The Field of Spoons

It sounds so romantic doesn’t it and nestles in the bottom of our valley in front of the farm with a babbling brook running through it.   As we walked down the other day 2 roe deer and their buck ran from the wood and stood in front of us, almost challenging us to continue into ‘their’ home.  They eventually ran off leaping the 7′ wall out of the stream bed up onto the road with ease but stayed within earshot watching us as we did some metal detecting.  We have found a ‘hoard’ of … spoons … a few forks and the odd knife or two!   Every square yard has produced a spoon over the last few months.   We have puzzled for hours as to the explanation and searched old archives and newspapers for evidence of boy scout camps or army cadet camps but to no avail.   We even wondered if the local chapel had held an open air religious event – hugely popular in Victorian times around here attracting thousands of people, or had they scattered their spoons like ‘litter louts’ after the annual Whit Sunday swim in the old mill dam followed by jelly and ice cream?    The answer is very practical however and we found out quite by chance during a conversation with the local butcher.   ”No, he laughed,  they had pigs in that field and used to feed them swill from the schools.”

The harp player fell of the stage and banged his head badly …

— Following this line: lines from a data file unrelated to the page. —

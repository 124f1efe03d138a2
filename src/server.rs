//! ==============================================================================
//! server.rs - route-load REST interface
//! ==============================================================================
//!
//! purpose:
//!     lets the dispatch side load a truck route before the run and reset it
//!     afterwards. also exposes the lcd so a step script can be tried out.
//!
//! endpoints:
//!     POST /gps/route        {vehicleId, points: [{lat, lon}, ...]}
//!     POST /gps/resetroute
//!     GET  /gps/route
//!     POST /lcd              [{"action": "write", "text": "hi"}, ...]
//!
//! every handler forwards a command to the controller and waits for its
//! reply; handlers never touch route or display state themselves.
//!
//! ==============================================================================

use crate::controller::{Command, DisplayCommandError};
use crate::domain::{Coordinate, VehicleId};
use crate::route::Route;
use anyhow::Result;
use axum::{
    extract::State,
    http::StatusCode,
    response::Json,
    routing::post,
    Router,
};
use serde::Deserialize;
use serde_json::{json, Value};
use tokio::sync::{mpsc, oneshot};
use tower_http::cors::CorsLayer;
use tracing::{info, warn};

type Commands = mpsc::Sender<Command>;
type ApiResult = std::result::Result<Json<Value>, (StatusCode, Json<Value>)>;

#[derive(Debug, Deserialize)]
#[serde(rename_all = "camelCase")]
pub struct RouteRequest {
    pub vehicle_id: VehicleId,
    #[serde(default)]
    pub points: Vec<Coordinate>,
}

pub fn router(commands: Commands) -> Router {
    Router::new()
        .route("/gps/route", post(load_route).get(route_status))
        .route("/gps/resetroute", post(reset_route))
        .route("/lcd", post(run_display))
        .layer(CorsLayer::permissive())
        .with_state(commands)
}

pub async fn run_server(bind: &str, port: u16, commands: Commands) -> Result<()> {
    let listener = tokio::net::TcpListener::bind((bind, port)).await?;
    info!(bind, port, "route server listening");
    axum::serve(listener, router(commands)).await?;
    Ok(())
}

fn failure(status: StatusCode, message: impl Into<String>) -> (StatusCode, Json<Value>) {
    (status, Json(json!({"result": "Failure", "message": message.into()})))
}

/// send a command built around a fresh reply channel and wait for the answer
async fn ask<T>(
    commands: &Commands,
    build: impl FnOnce(oneshot::Sender<T>) -> Command,
) -> std::result::Result<T, (StatusCode, Json<Value>)> {
    let (reply, answer) = oneshot::channel();
    let unavailable = || failure(StatusCode::SERVICE_UNAVAILABLE, "controller not running");
    commands.send(build(reply)).await.map_err(|_| unavailable())?;
    answer.await.map_err(|_| unavailable())
}

async fn load_route(
    State(commands): State<Commands>,
    Json(request): Json<RouteRequest>,
) -> ApiResult {
    let route = Route::new(request.vehicle_id, request.points).map_err(|e| {
        warn!(error = %e, "rejected route");
        failure(StatusCode::BAD_REQUEST, e.to_string())
    })?;
    let status = ask(&commands, |reply| Command::LoadRoute { route, reply }).await?;
    Ok(Json(json!({
        "result": "Success",
        "message": format!("route loaded for {}", status.vehicle_id),
        "points": status.points,
    })))
}

async fn reset_route(State(commands): State<Commands>) -> ApiResult {
    let cleared = ask(&commands, |reply| Command::ResetRoute { reply }).await?;
    let message = match cleared {
        Some(status) => format!("route for {} cleared", status.vehicle_id),
        None => "no route loaded".to_string(),
    };
    Ok(Json(json!({"result": "Success", "message": message})))
}

async fn route_status(State(commands): State<Commands>) -> ApiResult {
    match ask(&commands, |reply| Command::RouteStatus { reply }).await? {
        Some(status) => Ok(Json(json!(status))),
        None => Err(failure(StatusCode::NOT_FOUND, "no route loaded")),
    }
}

async fn run_display(State(commands): State<Commands>, Json(script): Json<Value>) -> ApiResult {
    match ask(&commands, |reply| Command::Display { script, reply }).await? {
        Ok(()) => Ok(Json(json!({"result": "Success"}))),
        Err(DisplayCommandError::NoDisplay) => {
            Err(failure(StatusCode::SERVICE_UNAVAILABLE, "no display configured"))
        }
        Err(e @ DisplayCommandError::Script(_)) => {
            Err(failure(StatusCode::BAD_REQUEST, e.to_string()))
        }
    }
}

No – it was not me – it was the first line of a book that a member of my audience was reading.  I was playing for the patients in the Doctor’s surgery which I do regularly and looked up to find a whole row of old men having a fit of the giggles.   I often get booked to sit and play the harp in the most unlikely places where there is stress or where people just need cheering up etc and I play and chat and play again.  They came and showed me the detective novel and I read it out to the large room of people.  Big grins all round!   There were a number of very poorly babies and toddlers so I tried lullabies – no success so after a brief discussion with my audience we decided to put my bells on and try a different tactic.   It worked!   The little ones were dancing and apparently my new friends (who had given up trying to read) informed me that men tap their feet but women don’t … certainly in that Doctor’s surgery!

The hens are confused.

I stuck homemade eyes and a large conical nose onto my fluffy, sausage duster, stuck the whole lot onto a massive cushion and tied two smaller cushions on the sides.   I then rigged it on top of the step ladders and stood it on the balcony overlooking the wood and paddock.   Amplifier and microphone set to the weirdest echo settings and I started my Easter Egg hunt with a conversation between my 10 year old stepson and ‘The Simomurf Bird’.   He respectfully answered all the Bird’s questions and promised he would find all her stolen eggs.   I love treasure hunts and successfully dodged two rams and 20 hens to lay all the clues and hide the eggs.   The weather here today was beautiful with not a drop of wind so I could balance the eggs in trees and on top of walls.  The hens were completely confused with the pink and golden eggs and I resisted the temptation to hide them in the hen house.    I placed an egg on the tractor seat – Stix, the cats, favourite sleeping place and he guarded it from a safe distance.  One of the hens started laying eggs on this seat and I didn’t notice for a while because Stix was laying on top of them!   I am playing the harp in the Doctor’s surgery again this week and I have two new pupils which is wonderful.